▸ **What is required**:
Which lines of the records contain "shown"? Collect every one of them.

▸ **Data for this task**:
+ + + + + + +

//! Overlay bookkeeping.

#[derive(Debug, Clone, Copy, PartialEq, Eq, Hash)]
pub enum Overlay {
    ProductDetail,
    Cart,
    Search,
}

impl Overlay {
    /// Order in which the back control closes overlays, deepest first.
    pub const BACK_ORDER: [Overlay; 3] = [Overlay::Search, Overlay::Cart, Overlay::ProductDetail];
}

#[derive(Debug, Clone, Copy, Default, PartialEq, Eq)]
pub struct OverlaySet {
    product_detail: bool,
    cart: bool,
    search: bool,
}

impl OverlaySet {
    fn slot(&mut self, overlay: Overlay) -> &mut bool {
        match overlay {
            Overlay::ProductDetail => &mut self.product_detail,
            Overlay::Cart => &mut self.cart,
            Overlay::Search => &mut self.search,
        }
    }

    pub fn set(&mut self, overlay: Overlay, open: bool) {
        *self.slot(overlay) = open;
    }

    pub fn is_open(&self, overlay: Overlay) -> bool {
        match overlay {
            Overlay::ProductDetail => self.product_detail,
            Overlay::Cart => self.cart,
            Overlay::Search => self.search,
        }
    }

    pub fn any_open(&self) -> bool {
        self.product_detail || self.cart || self.search
    }

    pub fn deepest(&self) -> Option<Overlay> {
        Overlay::BACK_ORDER
            .into_iter()
            .find(|overlay| self.is_open(*overlay))
    }
}
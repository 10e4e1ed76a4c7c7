//! Client-side working copy of backend data for the current session.
//!
//! One `AppState` is owned by the `Storefront`; renderers receive the pieces
//! they need as arguments.

use crate::overlay::OverlaySet;
use crate::sequence::RequestSequence;
use ms_api_types::{CartLine, Category, CategoryId, Product, ProductId, SortKey};
use std::collections::BTreeSet;

#[derive(Debug, Clone, Copy, Default, PartialEq, Eq)]
pub enum CategoryFilter {
    #[default]
    All,
    Category(CategoryId),
}

impl CategoryFilter {
    pub fn category_id(&self) -> Option<CategoryId> {
        match self {
            CategoryFilter::All => None,
            CategoryFilter::Category(id) => Some(*id),
        }
    }

    /// Value carried in the chip's `data-category-id` attribute.
    pub fn attribute_value(&self) -> String {
        match self {
            CategoryFilter::All => "all".to_owned(),
            CategoryFilter::Category(id) => id.to_string(),
        }
    }

    pub fn parse(value: &str) -> Option<Self> {
        match value.trim() {
            "all" => Some(CategoryFilter::All),
            other => other.parse().ok().map(|id| CategoryFilter::Category(CategoryId(id))),
        }
    }
}

#[derive(Debug, Clone, Copy, Default, PartialEq, Eq)]
pub enum NavTab {
    #[default]
    Catalog,
    Favorites,
}

#[derive(Debug, Clone, Default, PartialEq, Eq)]
pub struct FavoriteSet(BTreeSet<ProductId>);

impl FavoriteSet {
    pub fn from_products(products: &[Product]) -> Self {
        Self(products.iter().map(|p| p.id).collect())
    }

    pub fn contains(&self, id: ProductId) -> bool {
        self.0.contains(&id)
    }

    pub fn set(&mut self, id: ProductId, favorite: bool) {
        if favorite {
            self.0.insert(id);
        } else {
            self.0.remove(&id);
        }
    }

    pub fn len(&self) -> usize {
        self.0.len()
    }

    pub fn is_empty(&self) -> bool {
        self.0.is_empty()
    }
}

#[derive(Debug, Clone, Default)]
pub struct AppState {
    pub categories: Vec<Category>,
    pub category: CategoryFilter,
    pub sort: SortKey,
    pub products: Vec<Product>,
    pub favorites: FavoriteSet,
    pub favorite_products: Vec<Product>,
    pub cart: Vec<CartLine>,
    pub overlays: OverlaySet,
    pub tab: NavTab,
    /// Tickets for everything rendered into the product grid.
    pub grid_requests: RequestSequence,
    pub detail_requests: RequestSequence,
    pub search_requests: RequestSequence,
}
impl<B: Backend, H: Host, V: View> Storefront<B, H, V> {
    pub fn new(backend: B, host: H, view: V, config: &StorefrontConfig) -> Self {
        Self {
            backend,
            host,
            view,
            renderer: Renderer::new(config),
            min_search_len: config.min_search_len,
            state: RefCell::new(AppState::default()),
        }
    }

    pub fn backend(&self) -> &B {
        &self.backend
    }

    pub fn host(&self) -> &H {
        &self.host
    }

    pub fn view(&self) -> &V {
        &self.view
    }

    pub fn with_state<R>(&self, f: impl FnOnce(&AppState) -> R) -> R {
        f(&self.state.borrow())
    }

    /// Signal readiness, take the full viewport and adopt the host colours.
    pub fn bootstrap_host(&self) {
        self.host.ready();
        self.host.expand();
        self.view
            .apply_theme(&css_variables(&self.host.theme_params()));
        self.sync_back_button();
    }

    /// Initial data load, strictly in sequence.
    pub async fn start(&self) {
        self.load_categories().await;
        self.load_products().await;
        self.load_cart().await;
        self.load_favorites().await;
    }

    pub async fn dispatch(&self, action: Action) {
        debug!("dispatch {:?}", action);
        match action {
            Action::SelectCategory(filter) => self.select_category(filter).await,
            Action::OpenProduct(id) => self.open_product(id).await,
            Action::CloseProduct => self.close_product(),
            Action::AddToCart(id) => self.add_to_cart(id).await,
            Action::Buy(id) => self.buy(id).await,
            Action::ToggleFavorite(id) => self.toggle_favorite(id).await,
            Action::SetQuantity {
                product_id,
                quantity,
            } => self.update_cart_item(product_id, quantity).await,
            Action::OpenCart => self.open_cart().await,
            Action::CloseCart => self.close_cart(),
            Action::Checkout => self.checkout(),
            Action::OpenSearch => self.open_search(),
            Action::CloseSearch => self.close_search(),
            Action::OpenSearchResult(id) => self.open_search_result(id).await,
            Action::ShowCatalog => self.show_catalog().await,
            Action::ShowFavorites => self.show_favorites().await,
        }
    }

    // Catalog

    pub async fn load_categories(&self) {
        match self.backend.categories().await {
            Ok(categories) => {
                let html = {
                    let mut state = self.state.borrow_mut();
                    state.categories = categories;
                    self.renderer.categories(&state.categories, state.category)
                };
                self.view.replace(Region::Categories, &html);
            }
            Err(err) => error!("failed to load categories: {}", err),
        }
    }

    fn render_categories(&self) {
        let html = {
            let state = self.state.borrow();
            self.renderer.categories(&state.categories, state.category)
        };
        self.view.replace(Region::Categories, &html);
    }

    fn switch_tab(&self, tab: NavTab) {
        self.state.borrow_mut().tab = tab;
        self.view.set_nav(tab);
    }

    pub async fn select_category(&self, filter: CategoryFilter) {
        self.state.borrow_mut().category = filter;
        self.render_categories();
        self.switch_tab(NavTab::Catalog);
        self.load_products().await;
    }

    pub async fn set_sort(&self, sort: SortKey) {
        self.state.borrow_mut().sort = sort;
        self.switch_tab(NavTab::Catalog);
        self.load_products().await;
    }

    /// Fetch the grid for the current category and sort. Only the response
    /// to the latest grid request is rendered.
    pub async fn load_products(&self) {
        let (ticket, query) = {
            let mut state = self.state.borrow_mut();
            let query = ProductQuery {
                sort: state.sort,
                category_id: state.category.category_id(),
                search: None,
            };
            (state.grid_requests.issue(), query)
        };
        self.view.set_loading(true);

        let result = self.backend.products(query).await;

        let html = {
            let mut state = self.state.borrow_mut();
            if !state.grid_requests.is_current(ticket) {
                debug!("discarding stale product list response");
                return;
            }
            match result {
                Ok(products) => {
                    state.products = products;
                    self.renderer.product_grid(&state.products, &state.favorites)
                }
                Err(err) => {
                    error!("failed to load products: {}", err);
                    self.renderer.products_error()
                }
            }
        };
        self.view.replace(Region::Products, &html);
        self.view.set_loading(false);
    }

    pub async fn show_catalog(&self) {
        self.switch_tab(NavTab::Catalog);
        self.load_products().await;
    }

    pub async fn show_favorites(&self) {
        self.switch_tab(NavTab::Favorites);
        let ticket = self.state.borrow_mut().grid_requests.issue();
        self.view.set_loading(true);

        let result = self.backend.favorites().await;

        let html = {
            let mut state = self.state.borrow_mut();
            if !state.grid_requests.is_current(ticket) {
                debug!("discarding stale favorites response");
                return;
            }
            match result {
                Ok(products) => {
                    state.favorites = FavoriteSet::from_products(&products);
                    state.favorite_products = products;
                    if state.favorite_products.is_empty() {
                        self.renderer.favorites_empty()
                    } else {
                        self.renderer
                            .product_grid(&state.favorite_products, &state.favorites)
                    }
                }
                Err(err) => {
                    error!("failed to load favorites: {}", err);
                    self.renderer.products_error()
                }
            }
        };
        self.view.replace(Region::Products, &html);
        self.view.set_loading(false);
    }

    // Product detail

    pub async fn open_product(&self, id: ProductId) {
        self.open_overlay(Overlay::ProductDetail);
        self.view
            .replace(Region::ProductDetail, &self.renderer.loading());
        let ticket = self.state.borrow_mut().detail_requests.issue();

        let result = self.backend.product(id).await;

        let html = {
            let state = self.state.borrow();
            if !state.detail_requests.is_current(ticket) {
                debug!("discarding stale detail response for {}", id);
                return;
            }
            match result {
                Ok(product) => self.renderer.product_detail(&product, &state.favorites),
                Err(err) => {
                    error!("failed to load product {}: {}", id, err);
                    self.renderer.detail_error()
                }
            }
        };
        self.view.replace(Region::ProductDetail, &html);
    }

    pub fn close_product(&self) {
        self.close_overlay(Overlay::ProductDetail);
    }

    pub async fn buy(&self, id: ProductId) {
        self.add_to_cart(id).await;
        self.close_product();
    }

    // Cart

    pub async fn load_cart(&self) {
        match self.backend.cart().await {
            Ok(cart) => {
                let (html, count) = {
                    let mut state = self.state.borrow_mut();
                    state.cart = cart.items;
                    (
                        self.renderer.cart(&state.cart),
                        cart_badge_count(&state.cart),
                    )
                };
                self.view.set_cart_badge(count);
                self.view.replace(Region::Cart, &html);
            }
            Err(err) => error!("failed to load cart: {}", err),
        }
    }

    pub async fn add_to_cart(&self, id: ProductId) {
        let item = CartMutation {
            product_id: id,
            quantity: 1,
        };
        match self.backend.add_to_cart(item).await {
            Ok(ack) if ack.success => {
                self.host.impact(ImpactStyle::Light);
                if let Err(err) = self.host.show_popup(&Popup::added_to_cart()) {
                    warn!("cart popup not shown: {}", err);
                }
                self.load_cart().await;
            }
            Ok(_) => {
                warn!("backend rejected adding {} to cart", id);
                self.alert(ADD_TO_CART_FAILED);
            }
            Err(err) => {
                error!("failed to add {} to cart: {}", id, err);
                self.alert(ADD_TO_CART_FAILED);
            }
        }
    }

    /// Set a line's quantity; zero or below removes the line.
    pub async fn update_cart_item(&self, id: ProductId, quantity: i64) {
        let result = if quantity <= 0 {
            self.backend.remove_from_cart(id).await
        } else {
            let item = CartMutation {
                product_id: id,
                quantity: u32::try_from(quantity).unwrap_or(u32::MAX),
            };
            self.backend.update_cart(item).await
        };

        match result {
            Ok(ack) if ack.success => self.load_cart().await,
            Ok(_) => {
                warn!("backend rejected cart update for {}", id);
                self.alert(UPDATE_CART_FAILED);
            }
            Err(err) => {
                error!("failed to update cart line {}: {}", id, err);
                self.alert(UPDATE_CART_FAILED);
            }
        }
    }

    pub async fn open_cart(&self) {
        self.open_overlay(Overlay::Cart);
        let html = self.renderer.cart(&self.state.borrow().cart);
        self.view.replace(Region::Cart, &html);
        self.load_cart().await;
    }

    pub fn close_cart(&self) {
        self.close_overlay(Overlay::Cart);
    }

    /// Hand the cart to the host and end the session.
    pub fn checkout(&self) {
        self.host.set_main_button_progress(true);
        match self.send_checkout() {
            Ok(()) => {
                info!("checkout sent");
                self.close_cart();
                self.host.close();
            }
            Err(err) => {
                error!("checkout failed: {}", err);
                self.alert(CHECKOUT_FAILED);
            }
        }
        self.host.set_main_button_progress(false);
    }

    fn send_checkout(&self) -> Result<(), CheckoutError> {
        let payload = CheckoutPayload::new(self.state.borrow().cart.clone());
        let data = serde_json::to_string(&payload)?;
        self.host.send_data(&data)?;
        Ok(())
    }

    // Favorites

    pub async fn load_favorites(&self) {
        match self.backend.favorites().await {
            Ok(products) => {
                let markers: Vec<(ProductId, bool)> = {
                    let mut state = self.state.borrow_mut();
                    state.favorites = FavoriteSet::from_products(&products);
                    state.favorite_products = products;
                    state
                        .products
                        .iter()
                        .map(|p| (p.id, state.favorites.contains(p.id)))
                        .collect()
                };
                for (id, active) in markers {
                    self.view.set_favorite_marker(id, active);
                }
            }
            Err(err) => error!("failed to load favorites: {}", err),
        }
    }

    /// The backend decides the new membership; local state follows it.
    pub async fn toggle_favorite(&self, id: ProductId) {
        match self.backend.toggle_favorite(id).await {
            Ok(reply) => {
                let tab = {
                    let mut state = self.state.borrow_mut();
                    state.favorites.set(id, reply.is_favorite);
                    state.tab
                };
                if reply.is_favorite {
                    self.host.impact(ImpactStyle::Light);
                }
                self.view.set_favorite_marker(id, reply.is_favorite);
                if tab == NavTab::Favorites {
                    self.show_favorites().await;
                }
            }
            Err(err) => {
                error!("failed to toggle favorite {}: {}", id, err);
                self.alert(FAVORITE_FAILED);
            }
        }
    }

    // Search

    pub fn open_search(&self) {
        self.open_overlay(Overlay::Search);
        self.view.focus_search();
    }

    pub fn close_search(&self) {
        self.state.borrow_mut().search_requests.issue();
        self.close_overlay(Overlay::Search);
    }

    /// Run a search for the input value once the debounce window elapsed.
    pub async fn search(&self, raw: &str) {
        let query = raw.trim();
        let (ticket, sort) = {
            let mut state = self.state.borrow_mut();
            (state.search_requests.issue(), state.sort)
        };

        if query.chars().count() < self.min_search_len {
            self.view.replace(
                Region::SearchResults,
                &self.renderer.search_hint(self.min_search_len),
            );
            return;
        }

        let result = self
            .backend
            .products(ProductQuery {
                sort,
                category_id: None,
                search: Some(query.to_owned()),
            })
            .await;

        if !self.state.borrow().search_requests.is_current(ticket) {
            debug!("discarding stale search response for {:?}", query);
            return;
        }
        let html = match result {
            Ok(products) => self.renderer.search_results(&products),
            Err(err) => {
                warn!("search for {:?} failed: {}", query, err);
                self.renderer.search_error()
            }
        };
        self.view.replace(Region::SearchResults, &html);
    }

    pub async fn open_search_result(&self, id: ProductId) {
        self.close_search();
        self.open_product(id).await;
    }

    // Navigation

    /// Close the deepest open overlay, or end the session when none is open.
    pub fn back(&self) {
        let deepest = self.state.borrow().overlays.deepest();
        match deepest {
            Some(overlay) => self.close_overlay(overlay),
            None => self.host.close(),
        }
    }

    pub fn open_overlay(&self, overlay: Overlay) {
        self.set_overlay(overlay, true);
    }

    pub fn close_overlay(&self, overlay: Overlay) {
        self.set_overlay(overlay, false);
    }

    fn set_overlay(&self, overlay: Overlay, open: bool) {
        self.state.borrow_mut().overlays.set(overlay, open);
        self.view.set_overlay(overlay, open);
        self.sync_back_button();
    }

    fn alert(&self, message: &str) {
        if let Err(err) = self.host.show_alert(message) {
            warn!("alert {:?} not shown: {}", message, err);
        }
    }

    fn sync_back_button(&self) {
        let visible = self.state.borrow().overlays.any_open();
        self.host.set_back_button_visible(visible);
    }
}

+ + + + + + +

▸ **Task answer**:
                    warn!("cart popup not shown: {}", err);
            warn!("alert {:?} not shown: {}", message, err);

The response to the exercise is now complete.